1. I cannot agree with the majority‘s assertion that this case is controlled by Central of Ga. R. Co. v. Swindle, 260 Ga. 685 (398 SE2d 365) (1990). In Swindle, supra, we recognized that the jury‘s determination of the amount of damages to be awarded in an FELA suit is
“inviolate, ‘absent an award so excessive or inadequate as to shock the judicial conscience and raise an irresistible inference that passion, prejudice or another improper cause invaded the trial.‘” [Cits.]
Id. at 686. After making “a detailed appraisal of the evidence bearing on damages” (Grunenthal v.
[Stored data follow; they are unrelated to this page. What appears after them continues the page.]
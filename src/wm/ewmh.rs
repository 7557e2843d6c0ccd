//! ICCCM/EWMH hints for the viewer's top-level surface

use x11rb::connection::Connection;
use x11rb::protocol::xproto::*;
use x11rb::wrapper::ConnectionExt as _;

use crate::error::WmResult;

/// Holds all interned atoms
#[derive(Debug, Clone, Copy)]
pub struct Atoms {
    pub wm_protocols: Atom,
    pub wm_delete_window: Atom,
    pub net_wm_name: Atom,
    pub net_wm_state: Atom,
    pub net_wm_state_fullscreen: Atom,
    pub utf8_string: Atom,
}

impl Atoms {
    /// Intern all required atoms
    pub fn new<C: Connection>(conn: &C) -> WmResult<Self> {
        let intern = |name: &str| -> WmResult<Atom> {
            Ok(conn.intern_atom(false, name.as_bytes())?.reply()?.atom)
        };

        Ok(Self {
            wm_protocols: intern("WM_PROTOCOLS")?,
            wm_delete_window: intern("WM_DELETE_WINDOW")?,
            net_wm_name: intern("_NET_WM_NAME")?,
            net_wm_state: intern("_NET_WM_STATE")?,
            net_wm_state_fullscreen: intern("_NET_WM_STATE_FULLSCREEN")?,
            utf8_string: intern("UTF8_STRING")?,
        })
    }

    /// Name, class and close protocol for `window`
    pub fn setup_window<C: Connection>(
        &self,
        conn: &C,
        window: Window,
        title: &str,
    ) -> WmResult<()> {
        conn.change_property8(
            PropMode::REPLACE,
            window,
            AtomEnum::WM_NAME,
            AtomEnum::STRING,
            title.as_bytes(),
        )?;
        conn.change_property8(
            PropMode::REPLACE,
            window,
            self.net_wm_name,
            self.utf8_string,
            title.as_bytes(),
        )?;

        // WM_CLASS is instance\0class\0
        let class = format!("{title}\0{title}\0");
        conn.change_property8(
            PropMode::REPLACE,
            window,
            AtomEnum::WM_CLASS,
            AtomEnum::STRING,
            class.as_bytes(),
        )?;

        conn.change_property32(
            PropMode::REPLACE,
            window,
            self.wm_protocols,
            AtomEnum::ATOM,
            &[self.wm_delete_window],
        )?;
        Ok(())
    }

    /// Initial fullscreen request, honored by the WM when the window maps
    pub fn request_fullscreen<C: Connection>(&self, conn: &C, window: Window) -> WmResult<()> {
        conn.change_property32(
            PropMode::REPLACE,
            window,
            self.net_wm_state,
            AtomEnum::ATOM,
            &[self.net_wm_state_fullscreen],
        )?;
        Ok(())
    }

    /// Whether a ClientMessage is the WM asking us to close
    pub fn is_delete_window(&self, event: &ClientMessageEvent) -> bool {
        event.type_ == self.wm_protocols
            && event.format == 32
            && event.data.as_data32()[0] == self.wm_delete_window
    }
}
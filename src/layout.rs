//! Mosaic layout engine
//!
//! Turns a window count into an ordered list of non-overlapping rectangles
//! inside the root surface. Stateless: call it again whenever the root
//! surface changes size.

use serde::{Deserialize, Serialize};

use crate::error::{WmError, WmResult};

/// Rectangle in root-surface pixel coordinates
#[derive(Debug, Clone, Copy, PartialEq, Eq, Default, Serialize, Deserialize)]
pub struct Rect {
    pub x: i32,
    pub y: i32,
    pub width: u32,
    pub height: u32,
}

impl Rect {
    pub const fn new(x: i32, y: i32, width: u32, height: u32) -> Self {
        Self { x, y, width, height }
    }

    /// Rectangle anchored at the origin covering `size`
    pub const fn from_size(size: Size) -> Self {
        Self::new(0, 0, size.width, size.height)
    }

    pub fn size(&self) -> Size {
        Size::new(self.width, self.height)
    }

    #[cfg(test)]
    pub fn area(&self) -> u64 {
        self.width as u64 * self.height as u64
    }

    pub fn is_empty(&self) -> bool {
        self.width == 0 || self.height == 0
    }

    /// Intersection with the area `(0, 0, size)`; empty if they don't overlap
    pub fn clamp_to(&self, size: Size) -> Rect {
        let x0 = self.x.clamp(0, size.width as i32);
        let y0 = self.y.clamp(0, size.height as i32);
        let x1 = (self.x as i64 + self.width as i64).clamp(x0 as i64, size.width as i64);
        let y1 = (self.y as i64 + self.height as i64).clamp(y0 as i64, size.height as i64);
        Rect::new(x0, y0, (x1 - x0 as i64) as u32, (y1 - y0 as i64) as u32)
    }
}

/// Width/height pair
#[derive(Debug, Clone, Copy, PartialEq, Eq, Default, Serialize, Deserialize)]
pub struct Size {
    pub width: u32,
    pub height: u32,
}

impl Size {
    pub const fn new(width: u32, height: u32) -> Self {
        Self { width, height }
    }
}

/// How windows are arranged in the root surface
#[derive(Debug, Clone, PartialEq, Eq)]
pub enum Layout {
    /// Automatic grid, recomputed from the root size
    Grid,
    /// Explicit rectangles, one per window, in absolute root coordinates
    Manual(Vec<Rect>),
}

impl Layout {
    /// Check that this layout can place `count` windows
    pub fn validate(&self, count: usize) -> WmResult<()> {
        match self {
            Layout::Grid => Ok(()),
            Layout::Manual(rects) if rects.len() == count => Ok(()),
            Layout::Manual(rects) => Err(WmError::Configuration(format!(
                "manual layout has {} rects but {} windows are configured",
                rects.len(),
                count
            ))),
        }
    }

    /// Rectangles for `count` windows inside a root surface of `area`
    ///
    /// Manual rects are returned verbatim; the caller validates the count
    /// before applying them.
    pub fn compute(&self, count: usize, area: Size) -> Vec<Rect> {
        match self {
            Layout::Grid => grid(count, area),
            Layout::Manual(rects) => rects.clone(),
        }
    }
}

/// Columns and rows for `n` cells: the smallest square-ish grid, wider than tall
pub fn grid_dimensions(n: usize) -> (usize, usize) {
    if n == 0 {
        return (0, 0);
    }
    let mut cols = (n as f64).sqrt().ceil() as usize;
    // Guard against float rounding on perfect squares
    while cols > 1 && (cols - 1) * (cols - 1) >= n {
        cols -= 1;
    }
    let rows = n.div_ceil(cols);
    (cols, rows)
}

fn grid(n: usize, area: Size) -> Vec<Rect> {
    let (cols, rows) = grid_dimensions(n);
    let mut rects = Vec::with_capacity(n);

    for row in 0..rows {
        let remaining = n - row * cols;
        let in_row = remaining.min(cols);
        let y0 = split(area.height, rows, row);
        let y1 = split(area.height, rows, row + 1);

        for col in 0..in_row {
            let x0 = split(area.width, in_row, col);
            let x1 = split(area.width, in_row, col + 1);
            rects.push(Rect::new(x0 as i32, y0 as i32, x1 - x0, y1 - y0));
        }
    }

    rects
}

/// Boundary `i` of `total` divided into `parts`; boundaries tile exactly
fn split(total: u32, parts: usize, i: usize) -> u32 {
    (total as u64 * i as u64 / parts as u64) as u32
}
Long Island R. Co., 393 U. S. 156, 159 (89 SC 331, 21 LE2d 309) (1968)), this court concluded that an “improper cause” had invaded the Swindle trial, i.e., that the jury had impermissibly intended that a portion of the verdict have the effect of punishing the defendant and influencing its conduct. Id.2
The case at bar differs dramatically from Swindle, for here there is proof that the jury‘s verdict did not result from an “improper cause.” After appellant filed its motion for new trial, the 11 jurors still living executed affidavits sustaining their verdict. “The affidavits of jurors may be taken to sustain but not to impeach their verdict.”
[A]ppellant‘s contention that the trial court erred in consid-
2. I believe the majority has overlooked several evidentiary points in its “detailed appraisal of the evidence bearing on damages....” The majority‘s analysis has focused on the amount of lost wages and medical costs appellee expended to the point of trial, and does not take into consideration future lost wages, future medical expenses, appellee‘s occupational disability and its impairment on his earning power, or general damages for pain and suffering. Swindle, supra at 686. There was evidence that appellee‘s injury, which resulted in back surgery for a herniated disk, prevented him from doing his former job as well as the labor-intensive duties of other positions given him. Appellee was not compensated for the two-three days of work per month he missed due to back and leg pain, and he was very concerned that he would soon be unable to hold a job with the railroad. Appellee was not permitted to take pain medication while on the job, and he wears a transcutaneous nerve machine, which provides an electric shock, in an effort to alleviate the pain. Since the injury, appellee has become short-tempered, irritable, less affectionate, and depressed. His wife must hire persons to perform the household tasks appellee formerly did, and he is no longer able to help a friend renovate homes. The orthopedic surgeon treating appellee testified that appellee suffered a 10% permanent partial disability; that he was more vulnerable to future injury; that he was “under-expressive” of the pain he endured; and that the pain was a legitimate justification for appellee‘s concerns about future employment.
By setting aside the jury verdict, the majority has implicitly concluded that the amount of the jury verdict is shocking to the judicial conscience. Id. This court must exercise caution that it not substitute its judgment for that of the jury which sat through the trial of the case, weighed the evidence, and reached a collective verdict. The jury‘s decision should be accorded a tremendous amount of respect and should be overruled only where there is a clear violation of an established rule of law. No such violation occurred in the case at bar.
Because I do not find the jury verdict shocking to the judicial conscience and because the evidence contradicts the majority‘s “irresistible inference” that an improper cause invaded the trial, I respectfully dissent from the reversal of the judgment entered on the jury‘s verdict.
DECIDED JUNE 25, 1992 — RECONSIDERATION DENIED JULY 8, 1992.
Hunter, MacLean, Exley & Dunn, Arnold C. Young, Alston & Bird, Jack H. Senterfitt, for appellant.
Billy E. Moore, Paul R. Bennett, John W. Jones, for appellee.